Глубокое разочарование вносили в наше настроение своими рассказами прибывающие к нам из Сербии. Моя невестка М. К. Воздвиженская, приехавшая к нам летом из Нового-Сада (Novisad) погостить, в мрачных красках описала нам жизнь русских среди сербов. Служа в какой-то иностранной конторе, М. К. зарабатывала до 3000 динар в месяц и жила отлично с подругой, получив еще в начале приезда комнату по реквизиции на льготных условиях как служащая. И вот теперь хозяйка-сербка выживает ее из квартиры. Нет пакости, которую бы она не делала.
Конечно, это вполне понятно при таких условиях, когда у нее реквизировали комнату. Но дело не в том. Она ненавидит русских и ругает их отборными ругательствами. «Вы - русские хамы», - говорит она. Вообще, сказала нам Воздвиженская, сербское простонародье, демократия и низшее городское население относится к русским плохо, со злобой и так же, как и здесь, называют русских буржуями, изводя упреком: «Зачем вы снова приехали». И когда находятся некоторые смельчаки, которые отвечают: «А зачем Россия содержала и приютила в Одессе две сербские дивизии и кормила их?» - то оказывается, что об этом никто из сербов даже не слыхал.
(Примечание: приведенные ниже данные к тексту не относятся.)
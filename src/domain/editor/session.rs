//! Interactive chain editor state machine

use tracing::{debug, info};

use super::{ChainBuilder, EditorState, MenuChoice, Prompter};
use crate::domain::model::ModelCatalog;
use crate::domain::{ConfigStore, DomainError, FallbackChain, FallbackConfig};

const FINISH_SIGNALS: [&str; 2] = ["0", "done"];

/// How an editing session ended
#[derive(Debug, Clone, PartialEq, Eq)]
pub enum EditorOutcome {
    /// The configuration was written to the store
    Saved(FallbackConfig),
    /// In-memory changes were dropped
    Discarded,
}

/// Editor owning one in-memory configuration for the length of a session.
///
/// Nothing reaches the store until the operator picks "Save and exit".
#[derive(Debug)]
pub struct ChainEditor<'a> {
    config: FallbackConfig,
    default_chain: FallbackChain,
    catalog: &'a ModelCatalog,
}

impl<'a> ChainEditor<'a> {
    pub fn new(
        config: FallbackConfig,
        default_chain: FallbackChain,
        catalog: &'a ModelCatalog,
    ) -> Self {
        Self {
            config,
            default_chain,
            catalog,
        }
    }

    pub fn config(&self) -> &FallbackConfig {
        &self.config
    }

    /// Drive the session until a terminal state is reached.
    ///
    /// Validation problems are reported through the prompter and never end
    /// the session. A failed save is returned as an error.
    pub async fn run<P>(
        mut self,
        prompter: &mut P,
        store: &dyn ConfigStore,
    ) -> Result<EditorOutcome, DomainError>
    where
        P: Prompter + ?Sized,
    {
        let mut state = EditorState::MainMenu;
        while !state.is_terminal() {
            debug!(?state, "Editor state");
            state = self.step(state, prompter)?;
        }

        if state == EditorState::ExitWithoutSaving {
            prompter.show("Exited without saving.");
            return Ok(EditorOutcome::Discarded);
        }

        store.save(&self.config).await?;
        info!(
            enabled = self.config.is_enabled(),
            chain_len = self.config.chain().len(),
            "Fallback configuration saved"
        );
        prompter.show("Configuration saved.");

        Ok(EditorOutcome::Saved(self.config))
    }

    /// Perform one transition; terminal states are returned unchanged
    pub fn step<P>(
        &mut self,
        state: EditorState,
        prompter: &mut P,
    ) -> Result<EditorState, DomainError>
    where
        P: Prompter + ?Sized,
    {
        match state {
            EditorState::MainMenu => return self.main_menu(prompter),
            EditorState::Toggling => self.toggle(prompter),
            EditorState::Building => self.build(prompter)?,
            EditorState::Reordering => self.reorder(prompter)?,
            EditorState::Resetting => self.reset(prompter),
            EditorState::SaveAndExit | EditorState::ExitWithoutSaving => return Ok(state),
        }

        Ok(EditorState::MainMenu)
    }

    fn main_menu<P: Prompter + ?Sized>(
        &self,
        prompter: &mut P,
    ) -> Result<EditorState, DomainError> {
        prompter.show("");
        prompter.show(&format!(
            "Fallback: {}",
            if self.config.is_enabled() {
                "enabled"
            } else {
                "disabled"
            }
        ));
        prompter.show("Chain:");
        self.show_chain(prompter, self.config.chain());
        prompter.show("");
        for choice in MenuChoice::ALL {
            prompter.show(&choice.to_string());
        }

        let Some(input) = prompter.prompt("Select an option (1-6): ")? else {
            return Ok(EditorState::ExitWithoutSaving);
        };

        match input.parse::<MenuChoice>() {
            Ok(choice) => Ok(choice.next_state()),
            Err(e) if e.is_recoverable() => {
                prompter.error(&e.to_string());
                Ok(EditorState::MainMenu)
            }
            Err(e) => Err(e),
        }
    }

    fn toggle<P: Prompter + ?Sized>(&mut self, prompter: &mut P) {
        let enabled = self.config.toggle();
        prompter.show(&format!(
            "Fallback {}.",
            if enabled { "enabled" } else { "disabled" }
        ));
    }

    fn build<P: Prompter + ?Sized>(&mut self, prompter: &mut P) -> Result<(), DomainError> {
        let mut builder = ChainBuilder::new(self.catalog);

        while !builder.is_exhausted() {
            prompter.show("");
            prompter.show("Available models:");
            for (index, model) in builder.available().iter().enumerate() {
                prompter.show(&format!("  {}. {} [{}]", index + 1, model.name(), model.tier()));
            }
            if !builder.chain().is_empty() {
                prompter.show("New chain so far:");
                self.show_chain(prompter, builder.chain());
            }

            let Some(input) = prompter.prompt("Add model number (0 or 'done' to finish): ")?
            else {
                prompter.show("Build abandoned, chain unchanged.");
                return Ok(());
            };
            let input = input.trim();

            if FINISH_SIGNALS.contains(&input.to_lowercase().as_str()) {
                if builder.chain().is_empty() {
                    prompter.error("Select at least one model before finishing");
                    continue;
                }
                break;
            }

            let selected = parse_position(input).and_then(|choice| builder.select(choice));
            match selected {
                Ok(model) => prompter.show(&format!("Added {}.", model.name())),
                Err(e) if e.is_recoverable() => prompter.error(&e.to_string()),
                Err(e) => return Err(e),
            }
        }

        match builder.finish() {
            Ok(chain) => {
                info!(chain_len = chain.len(), "Built new fallback chain");
                self.config.replace_chain(chain);
                prompter.show("Chain updated.");
            }
            Err(_) => prompter.show("No models selected, chain unchanged."),
        }

        Ok(())
    }

    fn reorder<P: Prompter + ?Sized>(&mut self, prompter: &mut P) -> Result<(), DomainError> {
        if self.config.chain().is_empty() {
            prompter.error("Chain is empty, nothing to reorder");
            return Ok(());
        }

        prompter.show("");
        prompter.show("Current chain:");
        self.show_chain(prompter, self.config.chain());

        let Some(from) = prompter.prompt("Move from position: ")? else {
            return Ok(());
        };
        let Some(to) = prompter.prompt("Move to position: ")? else {
            return Ok(());
        };

        let moved = parse_position(&from)
            .and_then(|from| parse_position(&to).map(|to| (from, to)))
            .and_then(|(from, to)| self.config.move_entry(from, to));

        match moved {
            Ok(()) => prompter.show("Chain reordered."),
            Err(e) if e.is_recoverable() => prompter.error(&e.to_string()),
            Err(e) => return Err(e),
        }

        Ok(())
    }

    fn reset<P: Prompter + ?Sized>(&mut self, prompter: &mut P) {
        self.config.reset_chain(&self.default_chain);
        prompter.show("Chain reset to default.");
    }

    fn show_chain<P: Prompter + ?Sized>(&self, prompter: &mut P, chain: &FallbackChain) {
        for (index, id) in chain.iter().enumerate() {
            prompter.show(&format!("  {}. {}", index + 1, self.describe(id)));
        }
    }

    fn describe(&self, id: &str) -> String {
        match self.catalog.get(id) {
            Some(model) => format!("{} [{}]", model.name(), model.tier()),
            None => id.to_string(),
        }
    }
}

fn parse_position(input: &str) -> Result<usize, DomainError> {
    let input = input.trim();
    input
        .parse::<usize>()
        .map_err(|_| DomainError::validation(format!("'{}' is not a valid number", input)))
}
Все рассказы о братском приеме русских в Сербии - это политика. В действительности им нет никакого дела, что Россия вступилась когда-то за Сербию и спасла ее. Этим никто не интересуется, и даже мало кто знает об этом. Относятся хорошо к русским в правящих сферах, в правительстве, в высших военных кругах, наиболее просвещенная сербская интеллигенция. Есть, правда, отдельные личности и даже группы лиц, в особенности из сербских солдат военного времени, которые, сознавая и видевши и роль императорской России во время войны, относятся с каким-то особым чувством преклонения к горю русского народа и переносят свои симпатии на русское беженство.
И большинство, с кем мы разговаривали по этому поводу, соглашаются с нами, что не в большевизме тут дело. Большевики сами по себе, а национальная нетерпимость сама по себе. Мы вспоминаем отношение к нам в Загребе профессора Микуличича и градской управы. Они нас ненавидели, но и мы их тоже ненавидели. Микуличич не умел скрывать своей злобности и был так нетактичен, что позволял себе в серьезном и деловом разговоре говорить, что немцы презирают русских и русскую науку. Говорилось это, конечно, с целью уколоть самолюбие и унизить русского человека.
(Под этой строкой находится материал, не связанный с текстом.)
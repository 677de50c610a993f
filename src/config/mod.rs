//! Application configuration

mod app_config;

pub use app_config::{AppConfig, FallbackSettings, LogFormat, LoggingConfig, StoreConfig};
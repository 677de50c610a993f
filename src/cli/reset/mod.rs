//! Reset command - restores the default configuration without prompting

use super::CliContext;

pub async fn run(context: &CliContext) -> anyhow::Result<()> {
    let config = context.service.reset().await?;

    println!(
        "Fallback configuration reset to defaults ({}).",
        context.store_path.display()
    );
    context.print_config(&config);

    Ok(())
}
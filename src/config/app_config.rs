use std::path::PathBuf;

use serde::Deserialize;

use crate::domain::{DomainError, FallbackChain};

/// Application configuration
#[derive(Debug, Clone, Deserialize, Default)]
pub struct AppConfig {
    #[serde(default)]
    pub logging: LoggingConfig,
    #[serde(default)]
    pub store: StoreConfig,
    #[serde(default)]
    pub fallback: FallbackSettings,
}

#[derive(Debug, Clone, Deserialize)]
pub struct LoggingConfig {
    #[serde(default = "default_log_level")]
    pub level: String,
    #[serde(default)]
    pub format: LogFormat,
}

#[derive(Debug, Clone, Deserialize, Default)]
#[serde(rename_all = "lowercase")]
pub enum LogFormat {
    #[default]
    Pretty,
    Json,
}

#[derive(Debug, Clone, Deserialize)]
pub struct StoreConfig {
    /// Location of the persisted fallback configuration
    pub path: PathBuf,
}

#[derive(Debug, Clone, Deserialize, Default)]
pub struct FallbackSettings {
    /// Overrides the built-in default chain
    #[serde(default)]
    pub default_chain: Option<Vec<String>>,
}

fn default_log_level() -> String {
    "warn".to_string()
}

impl Default for LoggingConfig {
    fn default() -> Self {
        Self {
            level: default_log_level(),
            format: LogFormat::default(),
        }
    }
}

impl Default for StoreConfig {
    fn default() -> Self {
        Self {
            path: PathBuf::from("fallback_config.json"),
        }
    }
}

impl AppConfig {
    pub fn load() -> Result<Self, config::ConfigError> {
        let config = config::Config::builder()
            .add_source(config::File::with_name("config/default").required(false))
            .add_source(config::File::with_name("config/local").required(false))
            .add_source(
                config::Environment::with_prefix("APP")
                    .separator("__")
                    .try_parsing(true),
            )
            .build()?;

        config.try_deserialize()
    }

    /// Default chain for fresh and reset configurations
    pub fn default_chain(&self) -> Result<FallbackChain, DomainError> {
        match &self.fallback.default_chain {
            None => Ok(FallbackChain::builtin_default()),
            Some(models) if models.is_empty() => Err(DomainError::configuration(
                "fallback.default_chain must list at least one model",
            )),
            Some(models) => Ok(FallbackChain::new(models.clone())),
        }
    }
}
Эта национальная нетерпимость славянских народностей, одинаково сербов и хорват, к русским, одинаково в интеллигентных слоях общества и в народных массах, не подлежит сомнению. Это впечатление общее, несмотря на то, что газеты продолжают муссировать общеславянский вопрос. Об этом говорилось еще в прошлом году, но тогда объяснялось это иначе. Сербам и хорватам надоело возиться с русскими, и мы стали им в тягость.
Так объясняли себе беженцы недоброжелательное отношение к русским, а некоторые просто разрешали себе этот вопрос: «Это большевизм начинает просачиваться в народные массы, и мы для них, конечно, контрреволюционеры». Нет! Мы видим другое. По крайней мере, мы сами слышали от профессоров, бывших в Белграде, что русским людям в Сербском университете ходу не дают, и там среди профессоров явно обнаруживается недоброжелательное отношение к русским ученым.